(Beginning of Supplied material)

//! Close reasons and the per-connection lifecycle.
//!
//! A [`Lifecycle`] bundles everything that must happen at most once per
//! connection: the close signal both loops watch, the tracker teardown waits
//! on, and the guard that lets exactly one caller run the teardown body.
//! `Client::reset` replaces the whole bundle.

use std::{
    fmt,
    sync::{Arc, Mutex, OnceLock, PoisonError},
};

use futures::future::{BoxFuture, Shared};
use tokio_util::{sync::CancellationToken, task::TaskTracker};

use super::{Client, ClientError};
use crate::transport::TransportError;

/// Why a connection was torn down.
///
/// The numeric codes are stable and may be persisted or sent elsewhere.
#[derive(Clone, Copy, Debug, PartialEq, Eq, Hash)]
#[repr(u8)]
pub enum CloseReason {
    /// Authentication did not succeed within the configured window.
    AuthFailed = 1,
    /// The owner asked for the close.
    Actively = 2,
    /// Receiving from the connection failed.
    ReadingConnError = 3,
    /// The peer sent a close frame.
    ReceivedShutdownMessage = 4,
    /// Anything else.
    Unknown = 5,
}

impl CloseReason {
    /// Stable numeric code of this reason.
    ///
    /// # Examples
    ///
    /// ```
    /// use opframe::client::CloseReason;
    ///
    /// assert_eq!(CloseReason::Actively.code(), 2);
    /// ```
    #[must_use]
    pub fn code(self) -> u8 { self as u8 }

    /// Map a numeric code back to a reason; unknown codes become
    /// [`CloseReason::Unknown`].
    #[must_use]
    pub fn from_code(code: u8) -> Self {
        match code {
            1 => Self::AuthFailed,
            2 => Self::Actively,
            3 => Self::ReadingConnError,
            4 => Self::ReceivedShutdownMessage,
            _ => Self::Unknown,
        }
    }

    /// Short label used in logs and metrics.
    #[must_use]
    pub fn as_str(self) -> &'static str {
        match self {
            Self::AuthFailed => "auth_failed",
            Self::Actively => "actively",
            Self::ReadingConnError => "reading_conn_error",
            Self::ReceivedShutdownMessage => "received_shutdown_message",
            Self::Unknown => "unknown",
        }
    }
}

impl fmt::Display for CloseReason {
    fn fmt(&self, f: &mut fmt::Formatter<'_>) -> fmt::Result { f.write_str(self.as_str()) }
}

/// Callback run once per completed teardown.
///
/// It runs after the connection has been released, so it may call
/// `Client::reset` and start a fresh dial.
pub type CloseHandler = Arc<dyn Fn(&Client, CloseReason) + Send + Sync>;

/// Outcome of a teardown that is already running in its own task. Every
/// close caller awaits a clone.
pub(crate) type Teardown = Shared<BoxFuture<'static, Result<(), TransportError>>>;

#[derive(Default)]
struct Gate {
    started: bool,
    closed: bool,
}

/// State shared by both loops and every close caller of one connection.
#[derive(Default)]
pub(crate) struct Lifecycle {
    shutdown: CancellationToken,
    tracker: TaskTracker,
    gate: Mutex<Gate>,
    teardown: OnceLock<Teardown>,
}

impl Lifecycle {
    pub(crate) fn new() -> Arc<Self> { Arc::new(Self::default()) }

    /// Run `spawn` with the tracker unless the loops already started or
    /// teardown already began.
    ///
    /// Holding the gate while spawning means teardown either sees the loops
    /// in the tracker or refuses to let them start.
    pub(crate) fn start<F>(&self, spawn: F) -> Result<(), ClientError>
    where
        F: FnOnce(&TaskTracker, &CancellationToken),
    {
        let mut gate = self.gate.lock().unwrap_or_else(PoisonError::into_inner);
        if gate.closed {
            return Err(ClientError::Closed);
        }
        if gate.started {
            return Err(ClientError::AlreadyRunning);
        }
        gate.started = true;
        spawn(&self.tracker, &self.shutdown);
        Ok(())
    }

    /// Flag teardown as begun and signal both loops to exit.
    pub(crate) fn mark_closed(&self) {
        let mut gate = self.gate.lock().unwrap_or_else(PoisonError::into_inner);
        gate.closed = true;
        self.shutdown.cancel();
        self.tracker.close();
    }

    /// The teardown of this connection. `begin` starts it and runs only for
    /// the first caller.
    pub(crate) fn teardown<F>(&self, begin: F) -> Teardown
    where
        F: FnOnce() -> Teardown,
    {
        self.teardown.get_or_init(begin).clone()
    }

    /// Whether teardown has begun.
    pub(crate) fn is_closed(&self) -> bool { self.shutdown.is_cancelled() }

    /// Wait until every tracked loop has exited. Only resolves after
    /// [`Lifecycle::mark_closed`].
    pub(crate) async fn wait_loops(&self) { self.tracker.wait().await; }

    pub(crate) fn active_loops(&self) -> usize { self.tracker.len() }

    pub(crate) fn shutdown(&self) -> &CancellationToken { &self.shutdown }
}

impl fmt::Debug for Lifecycle {
    fn fmt(&self, f: &mut fmt::Formatter<'_>) -> fmt::Result {
        f.debug_struct("Lifecycle")
            .field("closed", &self.is_closed())
            .field("active_loops", &self.active_loops())
            .finish_non_exhaustive()
    }
}

#[cfg(test)]
mod tests {
    use rstest::rstest;

    use super::*;

    #[rstest]
    #[case(CloseReason::AuthFailed, 1)]
    #[case(CloseReason::Actively, 2)]
    #[case(CloseReason::ReadingConnError, 3)]
    #[case(CloseReason::ReceivedShutdownMessage, 4)]
    #[case(CloseReason::Unknown, 5)]
    fn codes_are_stable(#[case] reason: CloseReason, #[case] code: u8) {
        assert_eq!(reason.code(), code);
        assert_eq!(CloseReason::from_code(code), reason);
    }

    #[rstest]
    #[case(0)]
    #[case(6)]
    #[case(u8::MAX)]
    fn unknown_codes_map_to_unknown(#[case] code: u8) {
        assert_eq!(CloseReason::from_code(code), CloseReason::Unknown);
    }

    #[test]
    fn display_uses_label() {
        assert_eq!(CloseReason::ReadingConnError.to_string(), "reading_conn_error");
    }

    #[tokio::test]
    async fn start_refuses_second_run() {
        let lifecycle = Lifecycle::new();
        lifecycle.start(|_, _| {}).expect("first start");
        let err = lifecycle.start(|_, _| {}).expect_err("second start must fail");
        assert!(matches!(err, ClientError::AlreadyRunning));
    }

    #[tokio::test]
    async fn start_refuses_after_close() {
        let lifecycle = Lifecycle::new();
        lifecycle.mark_closed();
        let err = lifecycle
            .start(|_, _| panic!("loops must not spawn after close"))
            .expect_err("start after close must fail");
        assert!(matches!(err, ClientError::Closed));
        assert!(lifecycle.is_closed());
    }

    #[tokio::test]
    async fn teardown_begins_once() {
        use futures::FutureExt;

        let lifecycle = Lifecycle::new();
        let first = lifecycle.teardown(|| async { Ok(()) }.boxed().shared());
        let second = lifecycle.teardown(|| {
            async { Err(TransportError::Closed) }.boxed().shared()
        });

        assert_eq!(first.await, Ok(()));
        assert_eq!(second.await, Ok(()));
    }

    #[tokio::test]
    async fn mark_closed_releases_tracked_tasks() {
        let lifecycle = Lifecycle::new();
        lifecycle
            .start(|tracker, shutdown| {
                let shutdown = shutdown.clone();
                tracker.spawn(async move { shutdown.cancelled().await });
            })
            .expect("start");
        assert_eq!(lifecycle.active_loops(), 1);
        lifecycle.mark_closed();
        lifecycle.wait_loops().await;
        assert_eq!(lifecycle.active_loops(), 0);
    }
}
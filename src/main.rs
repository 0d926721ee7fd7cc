//! `opframe` command line client.
//!
//! Dials the first reachable endpoint, authenticates and logs every reply
//! until interrupted or the connection closes.

mod cli;

use clap::Parser;
use opframe::{
    client::{Client, ClientConfig, CloseReason, DispatchTable},
    proto::op,
};
use tokio::sync::mpsc;
use tracing::{error, info};

#[tokio::main]
async fn main() -> Result<(), Box<dyn std::error::Error>> {
    // Applications embedding the library should install their own subscriber.
    tracing_subscriber::fmt::init();

    let cli = cli::Cli::parse();

    #[cfg(feature = "metrics")]
    if let Some(addr) = cli.metrics_addr {
        metrics_exporter_prometheus::PrometheusBuilder::new()
            .with_http_listener(addr)
            .install()?;
        info!(%addr, "serving metrics");
    }
    #[cfg(not(feature = "metrics"))]
    if cli.metrics_addr.is_some() {
        tracing::warn!("built without the metrics feature; ignoring --metrics-addr");
    }

    let (auth_tx, mut auth_rx) = mpsc::unbounded_channel();
    let dispatch = DispatchTable::new()
        .route(op::AUTH_REPLY, move |msg| {
            info!(body = %String::from_utf8_lossy(msg.payload()), "auth reply");
            // The receiver only goes away once main is shutting down.
            let _ = auth_tx.send(());
            Ok(())
        })?
        .route(op::HEARTBEAT_REPLY, |msg| {
            info!(bytes = msg.payload().len(), "heartbeat reply");
            Ok(())
        })?
        .route(op::SEND_MSG_REPLY, |msg| {
            info!(body = %String::from_utf8_lossy(msg.payload()), "message");
            Ok(())
        })?;

    let client = Client::builder()
        .dispatch(dispatch)
        .config(ClientConfig {
            auth_timeout: cli.auth_timeout(),
            heartbeat_interval: cli.heartbeat_interval(),
            ..ClientConfig::default()
        })
        .on_close(|_, reason| info!(%reason, "connection closed"))
        .build();

    client.dial(cli.addrs.as_slice()).await?;
    client.run()?;
    match cli.auth_body {
        Some(body) => client.send_auth(body).await?,
        None => client.auth_success(),
    }

    loop {
        tokio::select! {
            signal = tokio::signal::ctrl_c() => {
                if let Err(err) = signal {
                    error!(error = %err, "listening for ctrl-c failed");
                }
                client.close(CloseReason::Actively).await?;
                break;
            }
            Some(()) = auth_rx.recv() => client.auth_success(),
            () = client.closed() => {
                // Teardown already began elsewhere; wait for its outcome.
                client.close(CloseReason::Unknown).await?;
                break;
            }
        }
    }
    Ok(())
}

(End of Supplied material)

-- What the task asks --
Lines in the data that include the word "this" should all be copied.

-- Output --
    /// Stable numeric code of this reason.
    /// The teardown of this connection. `begin` starts it and runs only for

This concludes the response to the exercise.